PALM DESERT, Calif. - In order to keep the more than 120 golf courses in the Coachella Valley irrigated and green, 25 percent of the water is pumped out of the Valley's aquifer, a rather big number.  But at the same time, the Coachella Valley Water District believes it's not because golf course operators aren't concerned about water conservation.

"Most golf courses in the Coachella Valley are very conscientious about their water use, and they take a lot of steps to make sure that they're not over watering," said CVWD Communications Director, Heather Engel.

At the city-owned Desert Willow Golf Resort in Palm Desert, a state-of-the-art irrigation system is utilized and water isn't needed on the desert landscaping that was designed in the out-of-bounds areas.  In fact, the resort is proud of the fact it puts virtually no strain on the aquifer.

"(We) use almost 90 percent recycled water here at Desert Willow for all 36 holes, and so we're not tapping into the well water that some of the other courses are," said Desert Willow Golf Resort general manager Derek White.    
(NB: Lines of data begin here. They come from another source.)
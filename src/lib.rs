//! kgpipe - drives a knowledge-graph backend through upload, build,
//! visualize and analyze.
//!
//! The [`controller::PipelineController`] owns one session's pipeline and
//! talks to the backend through a [`gateway::Gateway`]. The console
//! ([`server`]) and the batch runner ([`report`]) are both thin shells
//! around it.

pub mod busy;
pub mod config;
pub mod controller;
pub mod gateway;
pub mod model;
pub mod mount;
pub mod page;
pub mod render;
pub mod report;
pub mod server;
pub mod state;
pub mod status;
//! HTTP implementation of the backend gateway.

use std::time::Duration;

use async_trait::async_trait;
use reqwest::multipart::{Form, Part};
use reqwest::{Client, Response};
use serde::Serialize;
use serde::de::DeserializeOwned;
use tracing::{debug, instrument};

use super::{
    AnalyticsResult, BuildResult, Gateway, GatewayError, GatewayResult, UploadFile, UploadResult,
    UploadedArtifact, VisualizationArtifact, VisualizeResult,
};
use crate::model::{AnalyticsReport, GraphDocument, Layout, VizKind};

/// Longest slice of an unexpected response body kept in error messages
const BODY_SNIPPET_LEN: usize = 200;

/// Connection settings for [`HttpGateway`]
#[derive(Debug, Clone)]
pub struct HttpGatewayConfig {
    /// Backend root, e.g. `http://localhost:5000`
    pub base_url: String,
    /// Whole-request timeout. Graph builds routinely take minutes.
    pub timeout: Duration,
}

impl Default for HttpGatewayConfig {
    fn default() -> Self {
        Self {
            base_url: "http://localhost:5000".to_string(),
            timeout: Duration::from_secs(300),
        }
    }
}

/// Gateway that talks to the backend's `/api/*` endpoints.
#[derive(Debug, Clone)]
pub struct HttpGateway {
    config: HttpGatewayConfig,
    client: Client,
}

#[derive(Serialize)]
struct BuildRequest<'a> {
    filename: &'a str,
}

#[derive(Serialize)]
struct VisualizeRequest<'a> {
    graph_data: &'a GraphDocument,
    #[serde(rename = "type")]
    kind: VizKind,
    #[serde(skip_serializing_if = "Option::is_none")]
    layout: Option<Layout>,
}

#[derive(Serialize)]
struct AnalyticsRequest<'a> {
    graph_data: &'a GraphDocument,
}

impl HttpGateway {
    pub fn new(config: HttpGatewayConfig) -> GatewayResult<Self> {
        let client = Client::builder().timeout(config.timeout).build()?;
        Ok(Self { config, client })
    }

    pub fn base_url(&self) -> &str {
        &self.config.base_url
    }

    fn endpoint(&self, path: &str) -> String {
        format!("{}/api/{path}", self.config.base_url.trim_end_matches('/'))
    }

    async fn post_json<B, T>(&self, path: &str, body: &B) -> GatewayResult<T>
    where
        B: Serialize + ?Sized + Sync,
        T: DeserializeOwned,
    {
        let response = self.client.post(self.endpoint(path)).json(body).send().await?;
        decode(response).await
    }
}

/// Decode an envelope regardless of HTTP status; the backend sends
/// `{"error": ...}` bodies with 4xx/5xx codes.
async fn decode<T: DeserializeOwned>(response: Response) -> GatewayResult<T> {
    let status = response.status();
    let body = response.bytes().await?;
    debug!(status = status.as_u16(), bytes = body.len(), "backend response");

    match serde_json::from_slice::<T>(&body) {
        Ok(envelope) => Ok(envelope),
        Err(err) if status.is_success() => Err(GatewayError::Decode(err.to_string())),
        Err(_) => Err(GatewayError::Status {
            status: status.as_u16(),
            body: String::from_utf8_lossy(&body)
                .chars()
                .take(BODY_SNIPPET_LEN)
                .collect(),
        }),
    }
}

#[async_trait]
impl Gateway for HttpGateway {
    #[instrument(skip(self, file), fields(file = %file.name, bytes = file.bytes.len()))]
    async fn upload(&self, file: &UploadFile) -> GatewayResult<UploadedArtifact> {
        let part = Part::bytes(file.bytes.clone()).file_name(file.name.clone());
        let form = Form::new().part("file", part);

        let response = self
            .client
            .post(self.endpoint("upload"))
            .multipart(form)
            .send()
            .await?;
        decode::<UploadResult>(response).await?.into_result()
    }

    #[instrument(skip(self))]
    async fn build_graph(&self, artifact_id: &str) -> GatewayResult<GraphDocument> {
        let request = BuildRequest {
            filename: artifact_id,
        };
        self.post_json::<_, BuildResult>("build_graph", &request)
            .await?
            .into_result()
    }

    #[instrument(skip(self, graph), fields(nodes = graph.nodes.len()))]
    async fn visualize(
        &self,
        graph: &GraphDocument,
        kind: VizKind,
        layout: Option<Layout>,
    ) -> GatewayResult<VisualizationArtifact> {
        let request = VisualizeRequest {
            graph_data: graph,
            kind,
            layout,
        };
        self.post_json::<_, VisualizeResult>("visualize", &request)
            .await?
            .into_result()
    }

    #[instrument(skip(self, graph), fields(nodes = graph.nodes.len()))]
    async fn analyze(&self, graph: &GraphDocument) -> GatewayResult<AnalyticsReport> {
        let request = AnalyticsRequest { graph_data: graph };
        self.post_json::<_, AnalyticsResult>("analytics", &request)
            .await?
            .into_result()
    }
}

#[cfg(test)]
mod tests {
    use super::*;
    use crate::model::{Id, Node};
    use serde_json::{Value, json};
    use wiremock::matchers::{body_json, header_exists, method, path};
    use wiremock::{Mock, MockServer, ResponseTemplate};

    fn gateway_for(server: &MockServer) -> HttpGateway {
        HttpGateway::new(HttpGatewayConfig {
            base_url: server.uri(),
            timeout: Duration::from_secs(5),
        })
        .expect("client should build")
    }

    fn small_graph() -> GraphDocument {
        GraphDocument {
            nodes: vec![Node {
                id: Id::Number(1),
                name: "Ada".into(),
                node_type: "person".into(),
                description: None,
            }],
            ..Default::default()
        }
    }

    async fn last_request_body(server: &MockServer) -> Value {
        let requests = server.received_requests().await.expect("recording enabled");
        let last = requests.last().expect("at least one request");
        serde_json::from_slice(&last.body).expect("json body")
    }

    #[test]
    fn endpoint_joins_without_double_slash() {
        let gateway = HttpGateway::new(HttpGatewayConfig {
            base_url: "http://backend:5000/".into(),
            ..Default::default()
        })
        .unwrap();
        assert_eq!(gateway.endpoint("upload"), "http://backend:5000/api/upload");
    }

    #[tokio::test]
    async fn upload_sends_multipart_file() {
        let server = MockServer::start().await;
        Mock::given(method("POST"))
            .and(path("/api/upload"))
            .and(header_exists("content-type"))
            .respond_with(ResponseTemplate::new(200).set_body_json(json!({
                "success": true, "filename": "doc1.txt", "text_length": 11
            })))
            .mount(&server)
            .await;

        let artifact = gateway_for(&server)
            .upload(&UploadFile::new("doc1.txt", "hello world"))
            .await
            .unwrap();
        assert_eq!(artifact.artifact_id, "doc1.txt");
        assert_eq!(artifact.char_count, 11);

        let requests = server.received_requests().await.unwrap();
        let content_type = requests[0]
            .headers
            .get("content-type")
            .and_then(|v| v.to_str().ok())
            .unwrap_or_default()
            .to_string();
        assert!(content_type.starts_with("multipart/form-data"));
        let body = String::from_utf8_lossy(&requests[0].body);
        assert!(body.contains("filename=\"doc1.txt\""));
        assert!(body.contains("hello world"));
    }

    #[tokio::test]
    async fn build_graph_threads_artifact_id() {
        let server = MockServer::start().await;
        Mock::given(method("POST"))
            .and(path("/api/build_graph"))
            .and(body_json(json!({"filename": "doc1"})))
            .respond_with(ResponseTemplate::new(200).set_body_json(json!({
                "success": true,
                "graph_data": {"title": "Doc", "nodes": [], "edges": []}
            })))
            .mount(&server)
            .await;

        let graph = gateway_for(&server).build_graph("doc1").await.unwrap();
        assert_eq!(graph.title.as_deref(), Some("Doc"));
    }

    #[tokio::test]
    async fn build_graph_decodes_integer_ids() {
        let server = MockServer::start().await;
        Mock::given(method("POST"))
            .and(path("/api/build_graph"))
            .respond_with(ResponseTemplate::new(200).set_body_json(json!({
                "success": true,
                "graph_data": {
                    "nodes": [{"id": 0, "name": "Ada", "type": "person"}],
                    "edges": [{"source": 0, "target": 0, "relation": "knows"}]
                }
            })))
            .mount(&server)
            .await;

        let graph = gateway_for(&server).build_graph("doc1").await.unwrap();
        assert_eq!(graph.nodes[0].id, Id::Number(0));
        assert_eq!(graph.edges[0].source, Id::Number(0));
    }

    #[tokio::test]
    async fn error_status_with_envelope_is_a_remote_failure() {
        let server = MockServer::start().await;
        Mock::given(method("POST"))
            .and(path("/api/build_graph"))
            .respond_with(
                ResponseTemplate::new(500).set_body_json(json!({"error": "parse timeout"})),
            )
            .mount(&server)
            .await;

        let err = gateway_for(&server).build_graph("doc1").await.unwrap_err();
        assert!(matches!(err, GatewayError::Remote(ref m) if m == "parse timeout"));
    }

    #[tokio::test]
    async fn error_status_without_envelope_keeps_status_and_body() {
        let server = MockServer::start().await;
        Mock::given(method("POST"))
            .and(path("/api/analytics"))
            .respond_with(ResponseTemplate::new(502).set_body_string("Bad Gateway"))
            .mount(&server)
            .await;

        let err = gateway_for(&server).analyze(&small_graph()).await.unwrap_err();
        match err {
            GatewayError::Status { status, body } => {
                assert_eq!(status, 502);
                assert_eq!(body, "Bad Gateway");
            }
            other => panic!("expected status error, got {other:?}"),
        }
    }

    #[tokio::test]
    async fn non_json_success_is_a_decode_error() {
        let server = MockServer::start().await;
        Mock::given(method("POST"))
            .and(path("/api/analytics"))
            .respond_with(ResponseTemplate::new(200).set_body_string("<html>"))
            .mount(&server)
            .await;

        let err = gateway_for(&server).analyze(&small_graph()).await.unwrap_err();
        assert!(matches!(err, GatewayError::Decode(_)));
    }

    #[tokio::test]
    async fn visualize_sends_layout_for_spatial_kinds_only() {
        let server = MockServer::start().await;
        Mock::given(method("POST"))
            .and(path("/api/visualize"))
            .respond_with(ResponseTemplate::new(200).set_body_json(json!({
                "success": true, "type": "html", "path": "outputs/graph.html"
            })))
            .mount(&server)
            .await;
        let gateway = gateway_for(&server);
        let graph = small_graph();

        gateway
            .visualize(&graph, VizKind::Interactive2d, Some(Layout::Circular))
            .await
            .unwrap();
        let body = last_request_body(&server).await;
        assert_eq!(body["type"], "interactive_2d");
        assert_eq!(body["layout"], "circular");
        assert_eq!(body["graph_data"]["nodes"][0]["id"], 1);

        gateway
            .visualize(&graph, VizKind::Heatmap, None)
            .await
            .unwrap();
        let body = last_request_body(&server).await;
        assert_eq!(body["type"], "heatmap");
        assert!(body.get("layout").is_none());
    }

    #[tokio::test]
    async fn unreachable_backend_is_a_transport_error() {
        // Bind then drop a listener so the port is very likely closed
        let port = std::net::TcpListener::bind("127.0.0.1:0")
            .unwrap()
            .local_addr()
            .unwrap()
            .port();
        let gateway = HttpGateway::new(HttpGatewayConfig {
            base_url: format!("http://127.0.0.1:{port}"),
            timeout: Duration::from_secs(2),
        })
        .unwrap();

        let err = gateway.build_graph("doc1").await.unwrap_err();
        assert!(matches!(err, GatewayError::Transport(_)));
        assert!(err.to_string().starts_with("request failed"));
    }
}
According to CVWD, Desert Willow is among 41 courses in the Valley that don't rely on ground water, and that over the past decade, with the resources available, golf courses have increased their use of nonpotable water by more than 30 percent.
"You know, golf courses want to do their part to reduce water use so golf courses in general are very receptive to taking the alternate supplies," said Engel.  "They want to do their part, they live here too, they want to do their part for the Coachella Valley."

CVWD said it currently has only a limited amount of recycled and imported water to offer to golf courses.  It hopes to be able to increase the supply in the near future.